Hi !
I am steadily progressing in my quest to convert from a gcc to an icc (and MKL) based build of my code. The reason for the shift is to be able to run my code on the Xeon Phi.
I have managed to get the thing to compile. However, when I run the code, I get an error:
fftw_die: rfftw() is not implemented because MKL DFTI doesn't support half-complex data layout
Looks like I have hit a function that is not supported in MKL. I have an option to avoid the branch calling those functions (I basically pre-generate the needed stuff and reload when using the Phi) so I can already run a limited version of the code, but that is not a solution on the long term. So what are my options ?
- Option 1: Get FFTW (I am using v.2, because I need the MPI-parallellized functions) to compile on the phi. I tried to force FFTW to cross-compile, but that didn't work (I am not a cross-compiling/configure guru though). Since FFTW is pretty clever at optimizing itself at compile time, I suppose that getting it to compile for Phi is not trivial. Has anybody succeeded ? Any "magic lines" that would work to get a running FFTW v2 on the Phi ? At this point, I just need functionning rfftw functions, the others would be taken from MKL. Performance is not really an issue, as the rfftw functions are just called at an initialization stage of the code.

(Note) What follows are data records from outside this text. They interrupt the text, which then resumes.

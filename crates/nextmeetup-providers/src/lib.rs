//! EventSource trait, meetup page fetcher and JSON-LD event extraction.
//!
//! # Architecture
//!
//! ```text
//! ┌─────────────────┐
//! │  meetup.com     │
//! └────────┬────────┘
//!          │ GET (User-Agent)
//!          ▼
//! ┌─────────────────┐
//! │  MeetupClient   │  EventSource::fetch_page()
//! └────────┬────────┘
//!          │ HTML
//!          ▼
//! ┌─────────────────┐
//! │ jsonld          │  extract_blocks() → select_event()
//! └────────┬────────┘
//!          │ serde_json::Value
//!          ▼
//! ┌─────────────────┐
//! │  RawEvent       │  lenient serde view
//! └────────┬────────┘
//!          ▼ normalize_event()
//! ┌─────────────────┐
//! │  MeetupEvent    │
//! └─────────────────┘
//! ```
//!
//! # Example
//!
//! ```ignore
//! use nextmeetup_providers::{find_next_event, meetup::{MeetupClient, MeetupConfig}};
//!
//! let client = MeetupClient::new(MeetupConfig::default())?;
//! match find_next_event(&client).await? {
//!     Some(event) => println!("{}", event.name),
//!     None => println!("nothing scheduled"),
//! }
//! ```

pub mod error;
pub mod jsonld;
pub mod location;
pub mod meetup;
pub mod normalize;
pub mod provider;
pub mod raw_event;

// Re-export main types at crate root
pub use error::{ProviderError, ProviderErrorCode, ProviderResult};
pub use jsonld::{extract_blocks, find_event, select_event};
pub use location::format_location;
pub use normalize::normalize_event;
pub use provider::{BoxFuture, ErrorSource, EventSource, StaticPage, find_next_event};
pub use raw_event::{RawAddress, RawEvent, RawLocation, RawPlace, RawPostalAddress};
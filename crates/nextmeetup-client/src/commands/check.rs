//! The default command: print the next meetup.

use tracing::{debug, warn};

use nextmeetup_core::ReportFormatter;
use nextmeetup_providers::meetup::MeetupClient;
use nextmeetup_providers::{EventSource, find_next_event};

use crate::config::ClientConfig;
use crate::error::{ClientError, ClientResult};

/// Fetches the configured group page and prints the report to stdout.
///
/// Transport failures are reported on stderr and still produce the
/// "no upcoming meetup" report; only configuration problems are errors.
pub async fn run(config: &ClientConfig) -> ClientResult<()> {
    config.meetup.validate().map_err(ClientError::Config)?;
    let provider_config = config
        .meetup
        .to_provider_config()
        .map_err(ClientError::Config)?;
    let client = MeetupClient::new(provider_config)?;
    let formatter = ReportFormatter::new(config.meetup.format_options());

    println!("{}", render(&client, &formatter).await);
    Ok(())
}

/// Runs the fetch/extract/format pipeline against any source.
pub async fn render(source: &dyn EventSource, formatter: &ReportFormatter) -> String {
    let event = match find_next_event(source).await {
        Ok(event) => event,
        Err(e) => {
            warn!(error = %e, "Fetch failed");
            eprintln!("Error fetching meetup page: {}", e);
            None
        }
    };

    debug!(found = event.is_some(), "Rendering report");
    formatter.format_report(event.as_ref())
}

- Option 2: replace the rfftw functions by supported functions. Unfortunately, the code part using rfftw is in C++ (I don't do C++ at all, so I would have to learn at least the basics), and I have no idea how te code internals work (it wasn't written by me, I just use it as a library - of course I understand the final result produced by it, just not it's internal workings). Fortunately (?), rfftw don't seem to be used widely in that library. When I do a grep of rfftw, only a few hits appear. This makes me think replacing the function by something else would not be such a daunting task. The grep appearances are:
in file fftw.cc:
[...]
p = rfftw_create_plan(N, FFTW_REAL_TO_COMPLEX, FFTW_MEASURE | FFTW_USE_WISDOM); \
[...]
p = rfftw2d_create_plan(N, M, FFTW_REAL_TO_COMPLEX, FFTW_MEASURE | FFTW_USE_WISDOM);
And in another file, called fftw.h:
[...]
rfftw_destroy_plan(p);
[...]
rfftw_plan p;
[...]
inline void fft::run(fftw_real *in, int pp) {
rfftw_one(p, in, out + pp*N);
}
[...]
/*! fftw plan generation */
void make_plan();
int
N, /*!< number of rows */
M, /*!< number of columns */
out_length; /*!< fft2d output length */
rfftwnd_plan p; /*!< fftw plan for fft2d computation */
fftw_complex *out; /*!< the output of the fft2d of type fftw_complex which is a structure type containing two doubles, the real part (real) and the imaginary part (im). */
};
/* computates a 2D fft of N*M elements*/
inline void fft2d::run(fftw_real *in) {
run(in, 0);
}
/* computes the ppth 2D fft of N*M elements*/
inline void fft2d::run(fftw_real *in, int pp) {
rfftwnd_one_real_to_complex(p, in, out + pp*out_length);
}
And that's about it. I am not really about the plan creation and destruction functions as those are basically ignored by MKL (right ?). So I would just need to change a couple of functions (and first figure out what they do).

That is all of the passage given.